Collected data:

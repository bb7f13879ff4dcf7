//! # ratehub-api
//!
//! HTTP API layer for RateHub built on Axum.
//!
//! Provides all REST endpoints, middleware (auth, role guards, CORS,
//! logging), extractors, DTOs, and error mapping.

pub mod app;
pub mod dto;
pub mod error;
pub mod extractors;
pub mod handlers;
pub mod middleware;
pub mod router;
pub mod state;

pub use app::{build_app, run_server};
pub use error::ApiError;
pub use state::AppState;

• What is required
The line containing "pub mod error;" and every line after it, through the end of the records, should be repeated exactly and alone.

• The completed task
pub mod error;
pub mod extractors;
pub mod handlers;
pub mod middleware;
pub mod router;
pub mod state;

pub use app::{build_app, run_server};
pub use error::ApiError;
pub use state::AppState;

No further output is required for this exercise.